Notwithstanding the foregoing, if (1) during the last 17 days of the Lock-up Period, the
Company issues an earnings release or material news or a material event relating to the Company
occurs, or (2) prior to the expiration of the Lock-up Period, the Company announces that it will
release earnings results or become aware that material news or a material event will occur during
the 16-day period beginning on the last day of the Lock-up Period, then the Lock-up Period shall
automatically be extended and the restrictions imposed by this Agreement shall continue to apply
until the expiration of the 18-day period beginning on the issuance of the earnings release or the
occurrence of the material news or material event, as applicable, unless the Representative waives,
in writing, such extension.
The undersigned also agrees and consents (1) with respect to Securities held of record by the
undersigned, to the entry of stop transfer instructions with the Company’s transfer agent and
registrar against the transfer of such Securities as described herein except in compliance with
this Agreement, and (2) with respect to Securities beneficially owned, but not held of record by,
the undersigned, to cause the record holder of such Securities to agree and consent to the entry of
stop transfer instructions with the Company’s transfer agent and registrar against the transfer of
such Securities as described herein except in compliance with this Agreement.

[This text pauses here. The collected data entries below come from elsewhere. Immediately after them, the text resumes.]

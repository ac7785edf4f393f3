//! Per-connection protocol engine.
//!
//! A [`Wire`] owns the state of one connection: the sequence counter for
//! outbound calls, the table of calls awaiting a response, and the one-shot
//! closed flag. It encodes outgoing [`Message`]s, classifies incoming ones
//! and hands inbound requests to a [`MethodRunner`].
//!
//! # Faults
//!
//! Only framing faults are fatal. A frame that is not binary, does not
//! decode, or is neither a request nor a response makes the wire *panic*:
//! it fails every pending call and asks the transport to close with code
//! 4033 (configurable) and a reason string. Errors inside a method call are
//! answered with an error response and leave the connection up.
//!
//! # Concurrency
//!
//! Any number of calls may be in flight; responses resolve by `seq` in
//! whatever order they arrive. Inbound requests run in their own tasks, so
//! a slow handler never delays response handling. The state mutex is never
//! held across an `.await`.

mod pending;

use std::sync::{Arc, Mutex, MutexGuard};

use bytes::Bytes;

use crate::codec::{self, Value};
use crate::macros::{in_connection_span, log_debug, log_error, log_warn};
use crate::protocol::Message;
use crate::{ConnectionId, Inbound, RemoteError, Result, RpcConfig, RpcError, TransportPtr};

use pending::PendingCalls;

/// Panic reason for a text frame.
pub const REASON_NON_BINARY: &str = "Non-binary message received";

/// Panic reason for a frame that fails to decode.
pub const REASON_UNDECODABLE: &str = "Cannot decode the message";

/// Panic reason for a decoded frame that is neither request nor response.
pub const REASON_INVALID_MESSAGE: &str = "Invalid message received";

/// Executes inbound requests.
///
/// The runner owns error classification: whatever [`RemoteError`] it
/// returns is sent back to the caller verbatim.
#[async_trait::async_trait]
pub trait MethodRunner: Send + Sync {
    // ---
    async fn run_method(
        &self,
        path: &str,
        args: Vec<Value>,
    ) -> std::result::Result<Value, RemoteError>;
}

/// Shared method runner pointer.
pub type RunnerPtr = Arc<dyn MethodRunner>;

/// Acquire a mutex guard, ignoring poisoning.
///
/// The guarded state is only touched by short, non-panicking critical
/// sections; a poisoned lock still holds consistent data.
fn lock_ignore_poison<T>(m: &Mutex<T>) -> MutexGuard<'_, T> {
    // ---
    match m.lock() {
        Ok(guard) => guard,
        Err(poisoned) => poisoned.into_inner(),
    }
}

struct State {
    // ---
    next_seq: u64,
    pending: PendingCalls,
    closed: bool,
}

/// Removes one call's pending entry when the call's future ends.
///
/// Covers completion, failure and a caller that stops waiting (for
/// example under `tokio::time::timeout`). Entries already taken by a
/// response or a close are left alone.
struct PendingEntry<'a> {
    state: &'a Mutex<State>,
    seq: u64,
}

impl Drop for PendingEntry<'_> {
    fn drop(&mut self) {
        lock_ignore_poison(self.state).pending.remove(self.seq);
    }
}

struct Inner {
    // ---
    id: ConnectionId,
    config: RpcConfig,
    transport: TransportPtr,
    runner: RunnerPtr,
    state: Mutex<State>,
}

/// One connection's protocol engine.
///
/// Cheap to clone (internally `Arc`-backed); clones share all state.
#[derive(Clone)]
pub struct Wire {
    inner: Arc<Inner>,
}

impl Wire {
    // ---
    /// Create an open wire over `transport`, answering requests with `runner`.
    pub fn new(transport: TransportPtr, runner: RunnerPtr, config: RpcConfig) -> Self {
        // ---
        let id = ConnectionId::generate();
        log_debug!("wire {id} ({}) opened", config.label);

        Self {
            inner: Arc::new(Inner {
                id,
                config,
                transport,
                runner,
                state: Mutex::new(State {
                    next_seq: 0,
                    pending: PendingCalls::new(),
                    closed: false,
                }),
            }),
        }
    }

    pub fn id(&self) -> &ConnectionId {
        &self.inner.id
    }

    pub fn config(&self) -> &RpcConfig {
        &self.inner.config
    }

    pub fn is_closed(&self) -> bool {
        lock_ignore_poison(&self.inner.state).closed
    }

    /// Number of outbound calls still waiting for a response.
    pub fn pending_calls(&self) -> usize {
        lock_ignore_poison(&self.inner.state).pending.len()
    }

    /// Call `path` on the peer and wait for its response.
    ///
    /// # Errors
    ///
    /// - `RpcError::ConnectionClosed` - the wire is closed, or closes before
    ///   the response arrives
    /// - `RpcError::Send` - the transport rejected the request; the call is
    ///   forgotten and the connection stays up
    /// - `RpcError::Remote` - the peer answered with an error response
    /// - `RpcError::Encode` - the arguments are too large to encode
    ///
    /// Dropping the returned future forgets the call; a late response to
    /// it is logged and discarded.
    pub async fn call(&self, path: &str, args: Vec<Value>) -> Result<Value> {
        // ---
        let (seq, rx) = {
            let mut state = lock_ignore_poison(&self.inner.state);
            if state.closed {
                return Err(RpcError::ConnectionClosed);
            }
            let seq = state.next_seq;
            state.next_seq += 1;
            (seq, state.pending.register(seq))
        };
        let _entry = PendingEntry {
            state: &self.inner.state,
            seq,
        };

        let request = Message::Request {
            seq,
            path: path.to_string(),
            args,
        };
        let frame = request.encode()?;
        log_debug!("calling {path} with seq {seq}");

        if let Err(err) = self.inner.transport.send(frame).await {
            log_warn!("failed to send request {seq} for {path}: {err}");
            return Err(match err {
                RpcError::Send(_) => err,
                other => RpcError::Send(other.to_string()),
            });
        }

        // A dropped sender means the entry was discarded with the wire.
        rx.await.unwrap_or(Err(RpcError::ConnectionClosed))
    }

    /// Feed one transport event into the engine.
    ///
    /// Processing runs inside a span carrying the connection id.
    pub async fn dispatch(&self, event: Inbound) {
        // ---
        let id = self.inner.id.clone();
        let label = self.inner.config.label.clone();
        in_connection_span!(id, label, async move {
            match event {
                Inbound::Binary(payload) => self.handle_inbound(payload).await,
                Inbound::Text(_) => self.handle_text().await,
                Inbound::Closed { code, reason } => {
                    log_debug!("transport closed with {code}: {reason}");
                    self.handle_closed();
                }
            }
        })
        .await
    }

    /// Handle one binary frame.
    pub async fn handle_inbound(&self, payload: Bytes) {
        // ---
        if self.is_closed() {
            log_debug!("ignoring {} byte frame on closed wire", payload.len());
            return;
        }

        let value = match codec::decode(&payload) {
            Ok(value) => value,
            Err(err) => {
                log_error!("failed to decode message: {err}");
                return self.panic(REASON_UNDECODABLE).await;
            }
        };

        match Message::from_value(&value) {
            Ok(Message::Request { seq, path, args }) => self.spawn_request(seq, path, args),
            Ok(Message::Success { seq, result }) => self.resolve(seq, Ok(result)),
            Ok(Message::Error { seq, error }) => self.resolve(seq, Err(RpcError::Remote(error))),
            Err(_) => {
                log_error!("got neither request nor response: {value}");
                self.panic(REASON_INVALID_MESSAGE).await
            }
        }
    }

    /// Handle a text frame. The protocol is binary-only, so this panics.
    pub async fn handle_text(&self) {
        // ---
        self.panic(REASON_NON_BINARY).await
    }

    /// The transport reports the connection gone.
    ///
    /// Fails pending calls without asking the transport to close. After
    /// this, [`Wire::panic`] is a no-op.
    pub fn handle_closed(&self) {
        // ---
        let failed = {
            let mut state = lock_ignore_poison(&self.inner.state);
            if state.closed {
                return;
            }
            state.closed = true;
            state.pending.fail_all()
        };
        log_debug!("wire {} closed by transport, {failed} pending calls failed", self.inner.id);
    }

    /// Tear the connection down with the configured close code.
    pub async fn panic(&self, reason: &str) {
        // ---
        self.panic_with(reason, self.inner.config.panic_close_code).await
    }

    /// Tear the connection down with an explicit close code.
    ///
    /// Only the first call (across all clones and tasks) has any effect.
    pub async fn panic_with(&self, reason: &str, code: u16) {
        // ---
        let failed = {
            let mut state = lock_ignore_poison(&self.inner.state);
            if state.closed {
                return;
            }
            state.closed = true;
            state.pending.fail_all()
        };

        log_error!("connection closed due to {reason} ({failed} pending calls failed)");
        self.inner.transport.close(code, reason).await;
    }

    fn resolve(&self, seq: u64, outcome: Result<Value>) {
        // ---
        let delivered = lock_ignore_poison(&self.inner.state)
            .pending
            .complete(seq, outcome);
        if !delivered {
            log_warn!("got unwanted response, seq: {seq}");
        }
    }

    fn spawn_request(&self, seq: u64, path: String, args: Vec<Value>) {
        // ---
        let wire = self.clone();
        let id = self.inner.id.clone();
        let label = self.inner.config.label.clone();
        tokio::spawn(in_connection_span!(id, label, async move {
            wire.answer(seq, path, args).await
        }));
    }

    async fn answer(&self, seq: u64, path: String, args: Vec<Value>) {
        // ---
        let response = match self.inner.runner.run_method(&path, args).await {
            Ok(result) => Message::Success { seq, result },
            Err(error) => {
                log_warn!("request {seq} for {path} failed: {error}");
                Message::Error { seq, error }
            }
        };

        let frame = match response.encode() {
            Ok(frame) => frame,
            Err(err) => {
                log_error!("failed to encode response {seq}: {err}");
                let fallback = Message::Error {
                    seq,
                    error: RemoteError::internal(err.to_string()),
                };
                match fallback.encode() {
                    Ok(frame) => frame,
                    Err(_) => return,
                }
            }
        };

        if self.is_closed() {
            log_debug!("dropping response {seq}, wire closed");
            return;
        }
        if let Err(err) = self.inner.transport.send(frame).await {
            log_error!("failed to send response {seq}: {err}");
        }
    }
}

It is understood that, if (1) the Company notifies the undersigned that it does not intend to
proceed with the Offering, (2) the registration statement filed with the SEC with respect to the
Offering is withdrawn, or (3) for any reason the Underwriting Agreement shall terminate or be
terminated prior to payment for and delivery of the Securities to be sold thereunder, the
undersigned will be released from its obligations under this Agreement.
This agreement is irrevocable and will be binding on the undersigned and the respective
successors, heirs, personal representatives and assigns of the undersigned.